13/07/05 02:29:34.44 AsDM8EMW
新島襄と学生たちは、しばしばハンティングに出かけた。
ある時、伴をしていた八重と徳富猪一郎(蘇峰)は勢子役を買って出る。
勢子とは、獲物を見つけて退路を防ぎながら追い込む役。
獲物を探して山野を駆けまわるのだが、あたかも山猿のように走り回る八重に比べ
日頃運動不足気味の徳富は早くもゼイゼイと息を切らしていた。
「本ばかり読んでいるから体力がつかないのよ」八重に言われても返す言葉がない。
「八重夫人、申し訳ない。

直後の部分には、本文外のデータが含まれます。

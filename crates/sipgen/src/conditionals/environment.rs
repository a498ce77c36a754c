use std::collections::BTreeSet;

use tracing::debug;

use crate::{
    config::PreprocessorSettings,
    error::{Result, SipgenError},
    header::{ConditionalDirective, ConditionalKind},
    literal::parse_integer_literal,
};

pub const DEFAULT_VERSION_SYMBOL: &str = "QT_VERSION";
pub const VERSION_CHECK_MACRO: &str = "QT_VERSION_CHECK";

/// `(major << 16) | (minor << 8) | patch`, the layout of `QT_VERSION`.
pub fn encode_version(
    major: u32,
    minor: u32,
    patch: u32,
) -> u32 {
    (major << 16) | (minor << 8) | patch
}

/// Reads a version given on the command line or in `sipgen.toml`: an integer
/// literal, dotted `5.4.0`, or `QT_VERSION_CHECK(5, 4, 0)`.
pub fn parse_version_setting(text: &str) -> Option<u32> {
    let text = text.trim();
    if let Some(version) = parse_version_operand(text) {
        return Some(version);
    }
    let parts: Vec<&str> = text.split('.').collect();
    if parts.is_empty() || parts.len() > 3 {
        return None;
    }
    let mut numbers = [0u32; 3];
    for (slot, part) in numbers.iter_mut().zip(&parts) {
        *slot = part.parse().ok().filter(|n| *n <= 0xFF)?;
    }
    Some(encode_version(numbers[0], numbers[1], numbers[2]))
}

/// Right-hand side of a version comparison.
fn parse_version_operand(text: &str) -> Option<u32> {
    let text = text.trim();
    if let Some(arguments) = text
        .strip_prefix(VERSION_CHECK_MACRO)
        .map(str::trim_start)
        .and_then(|rest| rest.strip_prefix('('))
        .and_then(|rest| rest.trim_end().strip_suffix(')'))
    {
        let parts: Vec<u32> = arguments
            .split(',')
            .map(|part| parse_integer_literal(part).and_then(|n| u32::try_from(n).ok()))
            .collect::<Option<_>>()?;
        return match parts.as_slice() {
            [major, minor, patch] if *minor <= 0xFF && *patch <= 0xFF => Some(encode_version(*major, *minor, *patch)),
            _ => None,
        };
    }
    let inner = text
        .strip_prefix('(')
        .and_then(|rest| rest.strip_suffix(')'))
        .unwrap_or(text);
    parse_integer_literal(inner).and_then(|n| u32::try_from(n).ok())
}

#[derive(Debug, Clone, Copy, PartialEq, Eq)]
enum Comparison {
    Greater,
    GreaterOrEqual,
    Less,
    LessOrEqual,
}

impl Comparison {
    fn holds(
        self,
        left: u32,
        right: u32,
    ) -> bool {
        match self {
            Comparison::Greater => left > right,
            Comparison::GreaterOrEqual => left >= right,
            Comparison::Less => left < right,
            Comparison::LessOrEqual => left <= right,
        }
    }
}

/// The fixed target configuration: which symbols are defined and which
/// version the headers are compiled against. Built once per run.
#[derive(Debug, Clone, PartialEq, Eq)]
pub struct DefinitionEnvironment {
    defines: BTreeSet<String>,
    version: u32,
    version_symbol: String,
}

impl DefinitionEnvironment {
    pub fn new<I, S>(
        defines: I,
        version: u32,
    ) -> Self
    where
        I: IntoIterator<Item = S>,
        S: Into<String>,
    {
        Self {
            defines: defines.into_iter().map(Into::into).collect(),
            version,
            version_symbol: DEFAULT_VERSION_SYMBOL.to_string(),
        }
    }

    pub fn with_version_symbol(
        mut self,
        symbol: impl Into<String>,
    ) -> Self {
        self.version_symbol = symbol.into();
        self
    }

    pub fn from_settings(settings: &PreprocessorSettings) -> Self {
        Self::new(settings.defines.iter().cloned(), settings.qt_version).with_version_symbol(&settings.version_symbol)
    }

    pub fn is_defined(
        &self,
        symbol: &str,
    ) -> bool {
        self.defines.contains(symbol)
    }

    pub fn version(&self) -> u32 {
        self.version
    }

    pub fn version_symbol(&self) -> &str {
        &self.version_symbol
    }

    /// Whether the branch opened by `directive` is taken. Only meaningful
    /// for `#if`, `#ifdef` and `#ifndef`.
    pub fn is_active(
        &self,
        directive: &ConditionalDirective,
    ) -> Result<bool> {
        let condition = directive.condition.trim();
        let (name, rest) = split_symbol(condition);
        match directive.kind {
            ConditionalKind::IfDef => {
                if self.is_defined(name) {
                    return Ok(true);
                }
                if name == self.version_symbol && !rest.trim().is_empty() {
                    return self.compare_version(rest, directive);
                }
                Ok(false)
            },
            ConditionalKind::IfNDef => Ok(!self.is_defined(name)),
            ConditionalKind::If => self.evaluate_if(condition, directive),
            ConditionalKind::Else | ConditionalKind::EndIf => Ok(false),
        }
    }

    fn evaluate_if(
        &self,
        condition: &str,
        directive: &ConditionalDirective,
    ) -> Result<bool> {
        let (name, rest) = split_symbol(condition);
        if name == self.version_symbol && !rest.trim().is_empty() {
            return self.compare_version(rest, directive);
        }
        if let Some(symbol) = defined_operand(condition) {
            return Ok(self.is_defined(symbol));
        }
        if let Some(negated) = condition.strip_prefix('!')
            && let Some(symbol) = defined_operand(negated.trim_start())
        {
            return Ok(!self.is_defined(symbol));
        }
        if let Some(value) = parse_integer_literal(condition) {
            return Ok(value != 0);
        }
        if !name.is_empty() && rest.trim().is_empty() {
            return Ok(self.is_defined(name));
        }
        debug!("Treating `{}` at line {} as inactive", directive.text, directive.line);
        Ok(false)
    }

    /// `rest` is everything after the version symbol, e.g. `>= 0x050000`.
    fn compare_version(
        &self,
        rest: &str,
        directive: &ConditionalDirective,
    ) -> Result<bool> {
        let rest = rest.trim_start();
        let operator_len = rest.find(|c: char| !matches!(c, '<' | '>' | '=' | '!')).unwrap_or(rest.len());
        let (operator, operand) = rest.split_at(operator_len);
        let comparison = match operator {
            ">" => Comparison::Greater,
            ">=" => Comparison::GreaterOrEqual,
            "<" => Comparison::Less,
            "<=" => Comparison::LessOrEqual,
            _ => {
                let operator = if operator.is_empty() {
                    operand.split_whitespace().next().unwrap_or_default()
                } else {
                    operator
                };
                return Err(SipgenError::UnsupportedComparisonOperator {
                    operator: operator.to_string(),
                    condition: directive.text.clone(),
                    line: directive.line,
                });
            },
        };
        let version = parse_version_operand(operand).ok_or_else(|| SipgenError::InvalidVersion {
            condition: directive.text.clone(),
            line: directive.line,
        })?;
        Ok(comparison.holds(self.version, version))
    }
}

/// Leading identifier of a condition and whatever follows it.
fn split_symbol(condition: &str) -> (&str, &str) {
    let end = condition.find(|c: char| !(c.is_ascii_alphanumeric() || c == '_')).unwrap_or(condition.len());
    condition.split_at(end)
}

/// `X` out of `defined(X)` or `defined X`.
fn defined_operand(condition: &str) -> Option<&str> {
    let rest = condition.strip_prefix("defined")?;
    if rest.starts_with(|c: char| c.is_ascii_alphanumeric() || c == '_') {
        return None;
    }
    let rest = rest.trim_start();
    let symbol = match rest.strip_prefix('(') {
        Some(inner) => inner.strip_suffix(')')?.trim(),
        None => rest,
    };
    let (name, tail) = split_symbol(symbol);
    (!name.is_empty() && tail.is_empty()).then_some(name)
}

#[cfg(test)]
#[path = "../../tests/src/conditionals/environment_tests.rs"]
mod tests;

少し休ませて下さい」体面もなく、ついに根をあげた。
「しょうがないわね。これを飲んで一息つきなさい」八重は背負っていた荷から
おもむろに水筒を取り出して徳富に差しだす。
徳富は一礼して水筒を受け取り、乾いた喉を潤すために中の液体を勢いよく流し込んだ。
「ぐえぇぇええ!!!」次の瞬間、徳富は断末魔のような悲鳴を上げて流し込んでしまった
謎の液体を鼻と口から噴き出す。見たこともない真黒な液体だ。
「こ、これは何です?八重夫人(このヌエ、俺に何を飲ませやがった!?)」
言論界の大巨人・徳富蘇峰が生まれて初めてコーヒーと出会った瞬間であった。